Exercise data Block Start
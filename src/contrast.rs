//! WCAG contrast evaluation: relative luminance, contrast ratios, compliance
//! levels, and contrast matrices.
//!
//! Thresholds follow WCAG 2.1:
//!
//! - Normal text: AA >= 4.5:1, AAA >= 7:1
//! - Large text (>= 18pt bold or >= 24pt): AA >= 3:1, AAA >= 4.5:1
//! - UI components and graphical objects: >= 3:1

use std::fmt;

use serde::{Deserialize, Serialize};

use crate::color::{hex_to_rgb, parse_color, ColorError, Hsl, Rgb};

pub const AA_NORMAL: f64 = 4.5;
pub const AAA_NORMAL: f64 = 7.0;
pub const AA_LARGE: f64 = 3.0;
pub const AAA_LARGE: f64 = 4.5;
pub const NON_TEXT: f64 = 3.0;

/// A WCAG conformance level. `AAA` is strictly stronger than `AA`.
#[derive(Debug, Clone, Copy, PartialEq, Eq, PartialOrd, Ord, Hash, Default, Serialize, Deserialize)]
pub enum WcagLevel {
    #[default]
    AA,
    AAA,
}

impl fmt::Display for WcagLevel {
    fn fmt(&self, f: &mut fmt::Formatter<'_>) -> fmt::Result {
        match self {
            WcagLevel::AA => write!(f, "AA"),
            WcagLevel::AAA => write!(f, "AAA"),
        }
    }
}

/// Text size class used to pick a contrast threshold.
#[derive(Debug, Clone, Copy, PartialEq, Eq, Hash, Serialize, Deserialize)]
#[serde(rename_all = "lowercase")]
pub enum TextSize {
    Normal,
    Large,
}

/// Minimum contrast ratio for `level` at `size`.
pub fn threshold(level: WcagLevel, size: TextSize) -> f64 {
    match (level, size) {
        (WcagLevel::AA, TextSize::Normal) => AA_NORMAL,
        (WcagLevel::AAA, TextSize::Normal) => AAA_NORMAL,
        (WcagLevel::AA, TextSize::Large) => AA_LARGE,
        (WcagLevel::AAA, TextSize::Large) => AAA_LARGE,
    }
}

/// Returns `true` if `ratio` satisfies `level` for text of `size`.
pub fn meets_wcag(ratio: f64, level: WcagLevel, size: TextSize) -> bool {
    ratio >= threshold(level, size)
}

/// Relative luminance of a color literal, in `[0, 1]`.
pub fn relative_luminance(color: &str) -> Result<f64, ColorError> {
    Ok(parse_color(color)?.relative_luminance())
}

/// Contrast ratio between two colors, in `[1, 21]`. Order does not matter.
pub fn contrast_ratio(color_a: &str, color_b: &str) -> Result<f64, ColorError> {
    Ok(rgb_contrast_ratio(parse_color(color_a)?, parse_color(color_b)?))
}

/// Contrast ratio between two parsed colors.
pub fn rgb_contrast_ratio(a: Rgb, b: Rgb) -> f64 {
    let la = a.relative_luminance();
    let lb = b.relative_luminance();
    let lighter = la.max(lb);
    let darker = la.min(lb);
    (lighter + 0.05) / (darker + 0.05)
}

// ---------------------------------------------------------------------------
// ContrastPair
// ---------------------------------------------------------------------------

/// An ordered foreground/background pair with its ratio and compliance flags.
#[derive(Debug, Clone, PartialEq, Serialize)]
#[serde(rename_all = "camelCase")]
pub struct ContrastPair {
    pub foreground: String,
    pub background: String,
    pub ratio: f64,
    pub aa: bool,
    pub aaa: bool,
    pub aa_large: bool,
    pub aaa_large: bool,
}

impl ContrastPair {
    /// Evaluate two color literals.
    pub fn evaluate(foreground: &str, background: &str) -> Result<Self, ColorError> {
        let ratio = contrast_ratio(foreground, background)?;
        Ok(Self::from_ratio(foreground, background, ratio))
    }

    fn from_ratio(foreground: &str, background: &str, ratio: f64) -> Self {
        Self {
            foreground: foreground.to_string(),
            background: background.to_string(),
            ratio,
            aa: meets_wcag(ratio, WcagLevel::AA, TextSize::Normal),
            aaa: meets_wcag(ratio, WcagLevel::AAA, TextSize::Normal),
            aa_large: meets_wcag(ratio, WcagLevel::AA, TextSize::Large),
            aaa_large: meets_wcag(ratio, WcagLevel::AAA, TextSize::Large),
        }
    }

    /// Whether this pair satisfies `level` for text of `size`.
    pub fn meets(&self, level: WcagLevel, size: TextSize) -> bool {
        match (level, size) {
            (WcagLevel::AA, TextSize::Normal) => self.aa,
            (WcagLevel::AAA, TextSize::Normal) => self.aaa,
            (WcagLevel::AA, TextSize::Large) => self.aa_large,
            (WcagLevel::AAA, TextSize::Large) => self.aaa_large,
        }
    }
}

/// One cell of a contrast matrix: two named colors and their evaluation.
#[derive(Debug, Clone, PartialEq, Serialize)]
#[serde(rename_all = "camelCase")]
pub struct MatrixEntry {
    pub first: String,
    pub second: String,
    pub pair: ContrastPair,
}

/// Evaluate every unordered pair of named colors exactly once.
///
/// Entries that are not strict 6-digit hex colors are dropped before pairing.
/// Pairs come out in input order: `(0, 1), (0, 2), ..., (1, 2), ...`.
pub fn generate_contrast_matrix<'a, I>(colors: I) -> Vec<MatrixEntry>
where
    I: IntoIterator<Item = (&'a str, &'a str)>,
{
    let valid: Vec<(&str, &str, Rgb)> = colors
        .into_iter()
        .filter_map(|(name, value)| hex_to_rgb(value).ok().map(|rgb| (name, value, rgb)))
        .collect();

    let mut entries = Vec::with_capacity(valid.len() * valid.len().saturating_sub(1) / 2);
    for (i, (first, first_value, first_rgb)) in valid.iter().enumerate() {
        for (second, second_value, second_rgb) in &valid[i + 1..] {
            let ratio = rgb_contrast_ratio(*first_rgb, *second_rgb);
            entries.push(MatrixEntry {
                first: first.to_string(),
                second: second.to_string(),
                pair: ContrastPair::from_ratio(first_value, second_value, ratio),
            });
        }
    }
    entries
}

// ---------------------------------------------------------------------------
// Suggestions
// ---------------------------------------------------------------------------

/// Pick the candidate with the highest contrast against `background`.
///
/// With no candidates, chooses between white and black.
pub fn best_text_color(background: &str, candidates: &[&str]) -> Result<String, ColorError> {
    let bg = parse_color(background)?;
    if candidates.is_empty() {
        let white = rgb_contrast_ratio(Rgb::WHITE, bg);
        let black = rgb_contrast_ratio(Rgb::BLACK, bg);
        return Ok(if white >= black { Rgb::WHITE } else { Rgb::BLACK }.to_hex());
    }

    let mut best: Option<(f64, &str)> = None;
    for candidate in candidates {
        let ratio = rgb_contrast_ratio(parse_color(candidate)?, bg);
        if best.map_or(true, |(r, _)| ratio > r) {
            best = Some((ratio, *candidate));
        }
    }
    Ok(best.map(|(_, c)| c.to_string()).unwrap_or_default())
}

/// Adjust the HSL lightness of `foreground` until it reaches `target_ratio`
/// against `background`, staying as close to the original lightness as
/// possible.
///
/// On dark backgrounds the foreground is lightened, on light ones darkened.
/// If even the extreme lightness misses the target, the extreme is returned.
pub fn suggest_accessible_color(
    foreground: &str,
    background: &str,
    target_ratio: f64,
) -> Result<String, ColorError> {
    let fg = parse_color(foreground)?;
    let bg = parse_color(background)?;
    if rgb_contrast_ratio(fg, bg) >= target_ratio {
        return Ok(fg.to_hex());
    }

    let hsl = fg.to_hsl();
    let lighten = bg.is_dark();
    let (mut lo, mut hi) = if lighten { (hsl.l, 100.0) } else { (0.0, hsl.l) };
    let extreme = Hsl::new(hsl.h, hsl.s, if lighten { 100.0 } else { 0.0 }).to_rgb();
    let mut best = extreme;

    for _ in 0..32 {
        let mid = (lo + hi) * 0.5;
        let candidate = Hsl::new(hsl.h, hsl.s, mid).to_rgb();
        if rgb_contrast_ratio(candidate, bg) >= target_ratio {
            best = candidate;
            // Stay closer to the original lightness.
            if lighten {
                hi = mid;
            } else {
                lo = mid;
            }
        } else if lighten {
            lo = mid;
        } else {
            hi = mid;
        }
    }

    Ok(best.to_hex())
}

#[cfg(test)]
mod tests {
    use super::*;

    #[test]
    fn luminance_of_white_and_black() {
        assert_eq!(relative_luminance("#ffffff").unwrap(), 1.0);
        assert_eq!(relative_luminance("#000000").unwrap(), 0.0);
    }

    #[test]
    fn black_on_white_is_exactly_21() {
        assert_eq!(contrast_ratio("#ffffff", "#000000").unwrap(), 21.0);
    }

    #[test]
    fn ratio_is_order_independent() {
        let a = contrast_ratio("#1a73e8", "#f8f9fa").unwrap();
        let b = contrast_ratio("#f8f9fa", "#1a73e8").unwrap();
        assert_eq!(a, b);
    }

    #[test]
    fn self_contrast_is_one() {
        assert_eq!(contrast_ratio("#767676", "#767676").unwrap(), 1.0);
    }

    #[test]
    fn equal_luminance_distinct_colors_have_unit_ratio() {
        // Same channels in a different notation.
        assert_eq!(contrast_ratio("#ff0000", "rgb(255, 0, 0)").unwrap(), 1.0);
        assert_eq!(contrast_ratio("#808080", "hsl(0, 0%, 50.2%)").unwrap(), 1.0);
    }

    #[test]
    fn gray_767676_on_white_is_just_aa() {
        let pair = ContrastPair::evaluate("#767676", "#ffffff").unwrap();
        assert!((pair.ratio - 4.54).abs() < 0.01);
        assert!(pair.aa);
        assert!(!pair.aaa);
        assert!(pair.aa_large);
        assert!(pair.aaa_large);
        assert!(pair.meets(WcagLevel::AA, TextSize::Normal));
        assert!(!pair.meets(WcagLevel::AAA, TextSize::Normal));
    }

    #[test]
    fn thresholds() {
        assert_eq!(threshold(WcagLevel::AA, TextSize::Normal), 4.5);
        assert_eq!(threshold(WcagLevel::AAA, TextSize::Normal), 7.0);
        assert_eq!(threshold(WcagLevel::AA, TextSize::Large), 3.0);
        assert_eq!(threshold(WcagLevel::AAA, TextSize::Large), 4.5);
        assert!(meets_wcag(4.5, WcagLevel::AA, TextSize::Normal));
        assert!(!meets_wcag(4.49, WcagLevel::AA, TextSize::Normal));
    }

    #[test]
    fn level_ordering_and_display() {
        assert!(WcagLevel::AAA > WcagLevel::AA);
        assert_eq!(WcagLevel::AAA.to_string(), "AAA");
        assert_eq!(WcagLevel::default(), WcagLevel::AA);
    }

    #[test]
    fn invalid_colors_error() {
        assert!(matches!(
            contrast_ratio("#fffff", "#000000"),
            Err(ColorError::InvalidColorFormat { .. })
        ));
    }

    #[test]
    fn matrix_pairs_each_unordered_pair_once() {
        let colors = [
            ("white", "#ffffff"),
            ("black", "#000000"),
            ("blue", "#1a73e8"),
            ("gray", "#767676"),
        ];
        let matrix = generate_contrast_matrix(colors);
        assert_eq!(matrix.len(), 6);
        assert!(matrix.iter().all(|e| e.first != e.second));
        let mut seen = std::collections::HashSet::new();
        for entry in &matrix {
            let mut key = [entry.first.clone(), entry.second.clone()];
            key.sort();
            assert!(seen.insert(key), "duplicate pair {entry:?}");
        }
        assert_eq!(matrix[0].first, "white");
        assert_eq!(matrix[0].second, "black");
        assert_eq!(matrix[0].pair.ratio, 21.0);
    }

    #[test]
    fn matrix_skips_invalid_entries() {
        let colors = [
            ("white", "#ffffff"),
            ("short", "#fff"),
            ("ref", "colors.primary"),
            ("black", "#000000"),
        ];
        let matrix = generate_contrast_matrix(colors);
        assert_eq!(matrix.len(), 1);
        assert_eq!(matrix[0].first, "white");
        assert_eq!(matrix[0].second, "black");
    }

    #[test]
    fn matrix_of_fewer_than_two_is_empty() {
        assert!(generate_contrast_matrix([("a", "#ffffff")]).is_empty());
        assert!(generate_contrast_matrix(Vec::<(&str, &str)>::new()).is_empty());
    }

    #[test]
    fn best_text_color_picks_highest_contrast() {
        assert_eq!(best_text_color("#0f172a", &[]).unwrap(), "#ffffff");
        // Mid blue sits just past the crossover: black 4.66:1, white 4.51:1.
        assert_eq!(best_text_color("#1a73e8", &[]).unwrap(), "#000000");
        assert_eq!(best_text_color("#ffeb3b", &[]).unwrap(), "#000000");
        assert_eq!(
            best_text_color("#ffffff", &["#767676", "#202124"]).unwrap(),
            "#202124"
        );
    }

    #[test]
    fn suggestion_meets_target() {
        let suggested = suggest_accessible_color("#9aa0a6", "#ffffff", AA_NORMAL).unwrap();
        assert!(contrast_ratio(&suggested, "#ffffff").unwrap() >= AA_NORMAL);

        let suggested = suggest_accessible_color("#3c4043", "#121212", AAA_NORMAL).unwrap();
        assert!(contrast_ratio(&suggested, "#121212").unwrap() >= AAA_NORMAL);
    }

    #[test]
    fn suggestion_keeps_already_accessible_color() {
        assert_eq!(
            suggest_accessible_color("#202124", "#ffffff", AA_NORMAL).unwrap(),
            "#202124"
        );
    }
}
Exercise data Block End
> [What to work on] Reproduce word for word the lines of the records above, beginning at the first and ending with the line where "objects: >= 3:1" appears, and nothing past it.

> [Solution]
filename src/contrast.rs
//! WCAG contrast evaluation: relative luminance, contrast ratios, compliance
//! levels, and contrast matrices.
//!
//! Thresholds follow WCAG 2.1:
//!
//! - Normal text: AA >= 4.5:1, AAA >= 7:1
//! - Large text (>= 18pt bold or >= 24pt): AA >= 3:1, AAA >= 4.5:1
//! - UI components and graphical objects: >= 3:1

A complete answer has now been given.